PROBLEM
Every line of the data that contains the string "emitter" must be copied.

[RECORDS FOR PROCESSING — start]

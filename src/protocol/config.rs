//! Writer options and their normalized form

use std::num::NonZeroUsize;

use flate2::Compression;
use tracing::debug;

use super::{DEFAULT_CHUNK_THRESHOLD, Error, Result};

/// Highest accepted gzip level
pub const MAX_GZIP_LEVEL: u32 = 9;

/// Raw writer options as supplied by callers
///
/// Zero values mean "use the default": no compression and
/// [`DEFAULT_CHUNK_THRESHOLD`].
#[derive(Debug, Clone, Copy, Default, PartialEq, Eq)]
#[cfg_attr(feature = "serde", derive(serde::Serialize, serde::Deserialize))]
#[cfg_attr(feature = "serde", serde(default))]
pub struct WriterOptions {
    /// Gzip level, 0 for none, 1 (fastest) to 9 (best)
    pub gzip_level: u32,
    /// Largest payload sent unchunked, also the fragment size of chunked payloads
    pub chunk_threshold: usize,
}

impl WriterOptions {
    /// Clamp invalid values to safe defaults
    ///
    /// A zero threshold becomes [`DEFAULT_CHUNK_THRESHOLD`] and any gzip level
    /// outside `1..=9` disables compression. Never fails.
    #[must_use]
    pub fn normalize(self) -> WriterConfig {
        let chunk_threshold = NonZeroUsize::new(self.chunk_threshold).unwrap_or_else(|| {
            debug!(
                requested = self.chunk_threshold,
                default = DEFAULT_CHUNK_THRESHOLD.get(),
                "chunk threshold clamped to default"
            );
            DEFAULT_CHUNK_THRESHOLD
        });

        let gzip = gzip_level(self.gzip_level);
        if gzip.is_none() && self.gzip_level != 0 {
            debug!(requested = self.gzip_level, "gzip level out of range, compression disabled");
        }

        WriterConfig {
            gzip,
            chunk_threshold,
        }
    }

    /// Reject invalid values instead of clamping them
    ///
    /// A zero `gzip_level` still means "no compression" and a zero
    /// `chunk_threshold` still means "default"; only out-of-range levels fail.
    pub fn validate(self) -> Result<WriterConfig> {
        if self.gzip_level > MAX_GZIP_LEVEL {
            return Err(Error::InvalidConfig {
                field: "gzip_level",
                value: u64::from(self.gzip_level),
            });
        }
        Ok(self.normalize())
    }
}

/// Normalized, immutable writer configuration
#[derive(Debug, Clone, Copy, PartialEq, Eq)]
pub struct WriterConfig {
    gzip: Option<Compression>,
    chunk_threshold: NonZeroUsize,
}

impl WriterConfig {
    /// Build a configuration from already valid parts
    #[must_use]
    pub const fn new(gzip: Option<Compression>, chunk_threshold: NonZeroUsize) -> Self {
        Self {
            gzip,
            chunk_threshold,
        }
    }

    /// Gzip level, `None` when compression is off
    #[must_use]
    pub const fn gzip(&self) -> Option<Compression> {
        self.gzip
    }

    /// Chunk threshold in bytes
    #[must_use]
    pub const fn chunk_threshold(&self) -> NonZeroUsize {
        self.chunk_threshold
    }
}

impl Default for WriterConfig {
    fn default() -> Self {
        WriterOptions::default().normalize()
    }
}

impl From<WriterOptions> for WriterConfig {
    fn from(options: WriterOptions) -> Self {
        options.normalize()
    }
}

fn gzip_level(level: u32) -> Option<Compression> {
    (1..=MAX_GZIP_LEVEL)
        .contains(&level)
        .then(|| Compression::new(level))
}
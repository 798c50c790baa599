//! Message ID generation

use std::io;

use rand::RngCore;
use rand::rngs::OsRng;

use super::{MESSAGE_ID_SIZE, MessageId};

/// Source of chunk-set correlation IDs
///
/// Receivers group chunks by this ID alone, so production sources must be
/// unpredictable. Tests can plug in a deterministic source.
pub trait IdSource {
    /// Produce the next message ID
    fn next_id(&mut self) -> io::Result<MessageId>;
}

/// IDs drawn from the operating system CSPRNG
#[derive(Debug, Clone, Copy, Default)]
pub struct OsIdSource;

impl IdSource for OsIdSource {
    fn next_id(&mut self) -> io::Result<MessageId> {
        let mut bytes = [0u8; MESSAGE_ID_SIZE];
        OsRng.try_fill_bytes(&mut bytes).map_err(io::Error::other)?;
        Ok(MessageId::from_bytes(bytes))
    }
}

impl<S: IdSource + ?Sized> IdSource for &mut S {
    fn next_id(&mut self) -> io::Result<MessageId> {
        (**self).next_id()
    }
}
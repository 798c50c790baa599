//! SPTP protocol core implementation
//!
//! This module provides the wire format, mode flags, and the framing
//! encoder for SPTP.

use std::num::NonZeroUsize;

mod config;
mod emitter;
mod error;
mod header;
mod id;
mod types;
mod writer;

pub use config::{MAX_GZIP_LEVEL, WriterConfig, WriterOptions};
pub use emitter::{FrameEmitter, chunk_count};
pub use error::{Error, Result};
pub use header::{ChunkInfo, MessageHeader};
pub use id::{IdSource, OsIdSource};
pub use types::{MessageId, Mode};
pub use writer::{Writer, compress};

/// SPTP magic byte, first byte of every message
pub const MAGIC: u8 = 0xAC;

/// Message ID size in bytes
pub const MESSAGE_ID_SIZE: usize = 8;

/// Unchunked header size (magic + mode)
pub const HEADER_SIZE: usize = 2;

/// Chunked header size (magic + mode + message ID + count + index)
pub const CHUNKED_HEADER_SIZE: usize = HEADER_SIZE + MESSAGE_ID_SIZE + 2;

/// Maximum chunks per payload (count is a single byte)
pub const MAX_CHUNK_COUNT: usize = u8::MAX as usize;

/// Default chunk threshold (4 KB)
pub const DEFAULT_CHUNK_THRESHOLD: NonZeroUsize = NonZeroUsize::new(4 * 1024).unwrap();
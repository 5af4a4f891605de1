//! Directory shadow. Directories participate in the file tables for
//! identity and locking (e.g. a concurrent `rename`) but support neither
//! `read` nor `write`; both fail `EISDIR` per POSIX.

use std::os::unix::io::RawFd;

use crate::error::Error;
use crate::module::Module;

pub struct DirTx {
    pub fildes: RawFd,
    pub file_index: usize,
}

impl DirTx {
    pub fn new(fildes: RawFd, file_index: usize) -> Self {
        DirTx { fildes, file_index }
    }
}

pub struct DirTxModule {
    pub shared: std::rc::Rc<std::cell::RefCell<DirTx>>,
}

impl Module for DirTxModule {
    fn finish(&mut self) -> Result<(), Error> {
        let shadow = self.shared.borrow();
        crate::file::global().dirs.unref(shadow.file_index, |_| {});
        Ok(())
    }
}
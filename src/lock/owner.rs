//! A lock owner is the identity a transaction uses to acquire and release
//! locks. It carries a dense, recyclable index assigned by the
//! [`crate::lock::manager::LockManager`] on registration.

use std::sync::atomic::{AtomicU64, Ordering};

/// The stable index of a registered lock owner, in `[0, max_owners)`.
#[derive(Copy, Clone, Eq, PartialEq, Hash, Debug)]
pub struct OwnerIndex(pub(crate) u32);

impl OwnerIndex {
    pub fn get(self) -> u32 {
        self.0
    }
}

/// Per-owner record of whether *this* owner currently holds a given lock as
/// reader, writer, or neither. One instance exists per lock-field the owner
/// may touch; unlocking during `finish` is a flat sweep, not a traversal.
#[derive(Copy, Clone, Eq, PartialEq, Debug, Default)]
pub enum RwState {
    #[default]
    Unlocked,
    Reader,
    Writer,
}

/// One lock owner per active transaction, registered with the global
/// [`crate::lock::manager::LockManager`] on first use of a thread.
pub struct LockOwner {
    index: OwnerIndex,
    /// Monotonic generation counter, bumped each time this slot is reused
    /// by a new transaction after a prior one unregistered.
    generation: AtomicU64,
}

impl LockOwner {
    pub(crate) fn new(index: OwnerIndex) -> Self {
        LockOwner {
            index,
            generation: AtomicU64::new(0),
        }
    }

    pub fn index(&self) -> OwnerIndex {
        self.index
    }

    pub(crate) fn bump_generation(&self) -> u64 {
        self.generation.fetch_add(1, Ordering::AcqRel) + 1
    }

    pub fn generation(&self) -> u64 {
        self.generation.load(Ordering::Acquire)
    }
}
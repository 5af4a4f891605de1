//! Socket shadow, the "2pl-ext" mode from §4.5: a single per-OFD
//! write-lock (taken by the owning [`crate::shadow::ofd_tx::OfdTx`]
//! before the first send) is all the concurrency control a socket needs,
//! since sent bytes have no addressable record the way a regular file's
//! do. Sends are buffered and only reach the kernel at apply, so an
//! aborted transaction never sends anything; received bytes, by
//! contrast, cannot be unread once consumed from the kernel's socket
//! buffer and so are read eagerly during `exec`.

use std::os::unix::io::RawFd;

use tracing::{event, Level};

use crate::error::Error;
use crate::module::Module;

pub const MODULE_SEND: u16 = 1;

pub struct SocketTx {
    pub fildes: RawFd,
    pub file_index: usize,
    send_buf: Vec<u8>,
    applied: bool,
}

impl SocketTx {
    pub fn new(fildes: RawFd, file_index: usize) -> Self {
        SocketTx {
            fildes,
            file_index,
            send_buf: Vec::new(),
            applied: false,
        }
    }

    pub fn read(&mut self, buf: &mut [u8]) -> Result<usize, Error> {
        nix::sys::socket::recv(self.fildes, buf, nix::sys::socket::MsgFlags::empty())
            .map_err(Error::from)
    }

    /// Buffers `buf` for sending at commit. Returns the full length
    /// immediately, matching `send`'s non-blocking-buffered contract.
    pub fn write(&mut self, buf: &[u8]) -> Result<usize, Error> {
        self.send_buf.extend_from_slice(buf);
        Ok(buf.len())
    }

    pub fn apply_send(&mut self) -> Result<(), Error> {
        if self.applied || self.send_buf.is_empty() {
            self.applied = true;
            return Ok(());
        }
        self.applied = true;
        nix::sys::socket::send(
            self.fildes,
            &self.send_buf,
            nix::sys::socket::MsgFlags::empty(),
        )
        .map_err(Error::from)?;
        event!(Level::TRACE, fildes = self.fildes, bytes = self.send_buf.len(), "applied send");
        Ok(())
    }
}

#[cfg(test)]
mod tests {
    use super::*;
    use std::os::unix::io::IntoRawFd;

    fn socketpair() -> (RawFd, RawFd) {
        let (a, b) = nix::sys::socket::socketpair(
            nix::sys::socket::AddressFamily::Unix,
            nix::sys::socket::SockType::Stream,
            None,
            nix::sys::socket::SockFlag::empty(),
        )
        .expect("socketpair");
        (a.into_raw_fd(), b.into_raw_fd())
    }

    #[test]
    fn send_is_buffered_until_apply() {
        let (a, b) = socketpair();
        let mut sender = SocketTx::new(a, 0);

        sender.write(b"hi").expect("buffer write");

        // Nothing reached the kernel yet: a non-blocking peek would block,
        // so instead assert the buffer is what `apply_send` will flush.
        assert_eq!(sender.send_buf, b"hi");

        sender.apply_send().expect("apply");

        let mut buf = [0u8; 2];
        let n = nix::sys::socket::recv(b, &mut buf, nix::sys::socket::MsgFlags::empty())
            .expect("recv");
        assert_eq!(n, 2);
        assert_eq!(&buf, b"hi");

        let _ = nix::unistd::close(a);
        let _ = nix::unistd::close(b);
    }

    #[test]
    fn apply_send_is_idempotent() {
        let (a, b) = socketpair();
        let mut sender = SocketTx::new(a, 0);
        sender.write(b"x").expect("buffer write");
        sender.apply_send().expect("first apply");
        sender.apply_send().expect("second apply is a no-op");

        let mut buf = [0u8; 4];
        let n = nix::sys::socket::recv(b, &mut buf, nix::sys::socket::MsgFlags::MSG_DONTWAIT)
            .expect("recv exactly one send's worth");
        assert_eq!(n, 1);

        let _ = nix::unistd::close(a);
        let _ = nix::unistd::close(b);
    }
}

pub struct SocketTxModule {
    pub shared: std::rc::Rc<std::cell::RefCell<SocketTx>>,
}

impl Module for SocketTxModule {
    fn apply_event(&mut self, event: &crate::event::Event) -> Result<(), Error> {
        if event.head == MODULE_SEND {
            self.shared.borrow_mut().apply_send()?;
        }
        Ok(())
    }

    fn finish(&mut self) -> Result<(), Error> {
        let shadow = self.shared.borrow();
        crate::file::global().sockets.unref(shadow.file_index, |_| {});
        Ok(())
    }
}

[RECORDS FOR PROCESSING — finish]

REPLY TO THE EXERCISE
mod emitter;
pub use emitter::{FrameEmitter, chunk_count};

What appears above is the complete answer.